Running is one of the best forms of exercise in terms of burning calories, building lean muscle, and improving cardio conditioning. It is also has the added benefit of being something that just about anyone can do without requiring any special kind of training or even a gym membership. Despite being an easy sport to get started with however, there are still some common mistakes that can trip up beginners. Here are a few that you should try to avoid to make your transition to becoming a runner a smoother one.
Don’t Ramp Up Too Quickly
Once through the initial challenge of building up the strength in both your legs and lungs, you’ll probably be tempted to start adding extra miles to your routine. That can lead to problems however, as taking on longer distances too quickly can result in injury. Most experts say you shouldn’t increase your distances by more than 10% per week, and those incremental jumps should only come after you have become comfortable with your current pace and distance.
Pay Attention to Your Shoes
A good pair of running shoes are essential to your enjoyment of running, which is why you should invest in a pair as soon as your mileage starts to increase. Your running shoes cushion your feet and legs from the repetitive pounding that is part of the sport, helping to reduce injury and speed recovery. But if your shoes lose their ability to soften the blow, your legs will become more fatigued and sore, making it harder to continue working out. Typically, running shoes will last for about 300-500 miles, depending on their overall quality, as well as your running style and weight. Be sure to keep track of how much mileage you have run to help judge the best time to go shopping for a new pair.
Maintain Good Form
Beginning runners don’t often think much about their form, other than hoping they don’t look silly. But it is important that they work on their mechanics early on in order to avoid picking up bad habits that will be difficult to break later. An efficient running style will allow you to run faster and further, while also lowering the chance of injury. The best way to run is to keep your back straight, and lean forward ever so slightly. Maintain a short, quick, and even stride, which helps to avoid overstriding. Keep your arms bent at a 90-degree angle, with relaxed your hands that can move freely. Let your arms flow forward and backward in a natural motion, while avoiding swinging them from side to side, which can reduce efficiency dramatically. Concentrate on this process early on, and you’ll soon establish a running style that will stay with you forever.

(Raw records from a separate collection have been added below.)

// tests/aggregate.rs
mod common;

use laufchallenge::aggregate::{
    group_totals, group_weekly_cumulative, overview, records, reindex_weeks, runner_totals, weekly_totals,
};
use laufchallenge::week::WeekOrder;

use common::{example, normalized, season};

fn pairs(v: &[(&str, f64)]) -> Vec<(String, f64)> {
    v.iter().map(|(k, km)| (k.to_string(), *km)).collect()
}

#[test]
fn worked_example() {
    let n = example();
    let order = WeekOrder::challenge();

    assert_eq!(weekly_totals(&n.runs, &order), pairs(&[("45", 8.0), ("46", 2.0)]));
    assert_eq!(group_totals(&n.runs, &["X".to_string()]), pairs(&[("X", 10.0)]));
    assert_eq!(runner_totals(&n.runs), pairs(&[("A", 7.0), ("B", 3.0)]));

    let rec = records(&n.runs);
    let longest = rec.longest_run.unwrap();
    assert_eq!(longest.km, 5.0);
    assert_eq!(longest.name.as_deref(), Some("A"));

    let cum = group_weekly_cumulative(&n.runs, &order);
    let w46 = cum.iter().find(|g| g.group == "X" && g.week_label == "46").unwrap();
    assert_eq!(w46.cumulative_km, 10.0);
}

#[test]
fn invalid_distance_counts_as_a_run() {
    let n = normalized(&[("A", "X", "abc", "47"), ("A", "X", "2", "47"), ("B", "X", "9", "47")]);
    let order = WeekOrder::challenge();

    assert_eq!(weekly_totals(&n.runs, &order), pairs(&[("47", 11.0)]));
    assert_eq!(overview(&n.runs).run_count, 3);

    let prolific = records(&n.runs).most_prolific.unwrap();
    assert_eq!(prolific.names, vec!["A"]);
    assert_eq!(prolific.runs, 2);
}

#[test]
fn week_one_follows_week_46() {
    let n = normalized(&[("A", "X", "4", "1"), ("A", "X", "6", "46")]);
    let cum = group_weekly_cumulative(&n.runs, &WeekOrder::challenge());

    let labels: Vec<&str> = cum.iter().map(|g| g.week_label.as_str()).collect();
    assert_eq!(labels, vec!["46", "1"]);
    assert_eq!(cum[0].cumulative_km, 6.0);
    assert_eq!(cum[1].cumulative_km, 10.0);
}

#[test]
fn weekly_and_cumulative_conserve_distance() {
    let n = season();
    let order = WeekOrder::challenge();

    let weekly: f64 = weekly_totals(&n.runs, &order).iter().map(|(_, km)| km).sum();
    let per_group_week: f64 = group_weekly_cumulative(&n.runs, &order).iter().map(|g| g.km).sum();
    assert!((weekly - per_group_week).abs() < 1e-9);
    assert!((weekly - n.total_km()).abs() < 1e-9);
}

#[test]
fn cumulative_is_monotone_and_ends_at_group_total() {
    let n = season();
    let order = WeekOrder::challenge();
    let cum = group_weekly_cumulative(&n.runs, &order);
    let groups = vec!["Blitz".to_string(), "Donner".to_string()];

    for (group, total) in group_totals(&n.runs, &groups) {
        let series: Vec<_> = cum.iter().filter(|g| g.group == group).collect();
        assert!(series.windows(2).all(|w| w[0].cumulative_km <= w[1].cumulative_km));
        assert!(series
            .windows(2)
            .all(|w| order.position(&w[0].week_label) < order.position(&w[1].week_label)));
        assert_eq!(series.last().unwrap().cumulative_km, total);
    }
}

#[test]
fn outside_weeks_stay_in_weekly_totals_only() {
    let n = normalized(&[("A", "X", "3", "20"), ("A", "X", "5", "45"), ("A", "X", "1", "11")]);
    let order = WeekOrder::challenge();

    let weekly = weekly_totals(&n.runs, &order);
    assert_eq!(weekly, pairs(&[("45", 5.0), ("11", 1.0), ("20", 3.0)]));

    let cum = group_weekly_cumulative(&n.runs, &order);
    assert_eq!(cum.len(), 1);
    assert_eq!(cum[0].cumulative_km, 5.0);

    let axis = reindex_weeks(&weekly, &order);
    assert_eq!(axis.len(), order.len());
    assert_eq!(axis[0], ("45".to_string(), 5.0));
    assert!(axis.iter().all(|(w, _)| w != "20"));
}

#[test]
fn group_totals_fill_missing_groups() {
    let n = normalized(&[("A", "X", "5", "45")]);
    let all = vec!["X".to_string(), "Y".to_string()];
    assert_eq!(group_totals(&n.runs, &all), pairs(&[("X", 5.0), ("Y", 0.0)]));
}

#[test]
fn most_prolific_keeps_every_tie() {
    let n = normalized(&[
        ("Cem", "X", "1", "45"),
        ("Anna", "X", "1", "45"),
        ("Cem", "X", "1", "46"),
        ("Anna", "X", "1", "46"),
        ("Ben", "X", "30", "46"),
    ]);
    let p = records(&n.runs).most_prolific.unwrap();
    assert_eq!(p.names, vec!["Anna", "Cem"]);
    assert_eq!(p.display_names(), "Anna, Cem");
    assert_eq!(p.runs, 2);
}

#[test]
fn runner_totals_are_descending_and_stable() {
    let n = normalized(&[("Ben", "X", "5", "45"), ("Anna", "X", "5", "45"), ("Cem", "X", "9", "45")]);
    assert_eq!(runner_totals(&n.runs), pairs(&[("Cem", 9.0), ("Anna", 5.0), ("Ben", 5.0)]));
}

#[test]
fn overview_counts() {
    let o = overview(&season().runs);
    assert_eq!(o.run_count, 9);
    assert_eq!(o.group_count, 2);
    assert!((o.total_km - 55.5).abs() < 1e-9);
}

Invest in Proper Running Clothes
While it is possible to run in just a cotton t-shirt and a pair of cut-off shorts, it isn’t necessarily a wise thing to do. Those types of clothing are not meant for demanding aerobic activities and are better suited for lounging rather than working out. Instead, invest in a proper pair of running shorts and a few shirts made from modern technical fabrics. These items of clothing will wick moisture, keep you cooler and drier, and will reduce chafing. Staying comfortable while out on a run will help you to enjoy the activity much more.
Don’t Forget to Fuel Up
Running is a demanding sport, and if you’re going to cover any kind of significant distances (5 miles or more) you’ll need to learn to fuel up properly, both before and after your workout. It is a good idea to eat a light meal or snack about 1 to 1.5 hours before your run. That way you’ll still have some food in your stomach that can help keep you moving while out on the road. Eating too much, or too close to the start of the run, can lead to an upset stomach and overall poor performance. On the other hand, not eating enough can cause you to hit a wall, and not have the energy you need to finish strong. Afterwards, wait for a bit before eating as well. Your body is still coming down from its strenuous workout, and eating right away can make you feel sick. Finding what works for you takes some time and practice, but it can pay big dividends in terms of how you feel before, during, and after your run.
Keep these tips in mind when starting your running routine and you’ll have an easier time with adapting to the challenges of running. Soon, you’ll feel like an old pro, feeling strong and fitter than ever before.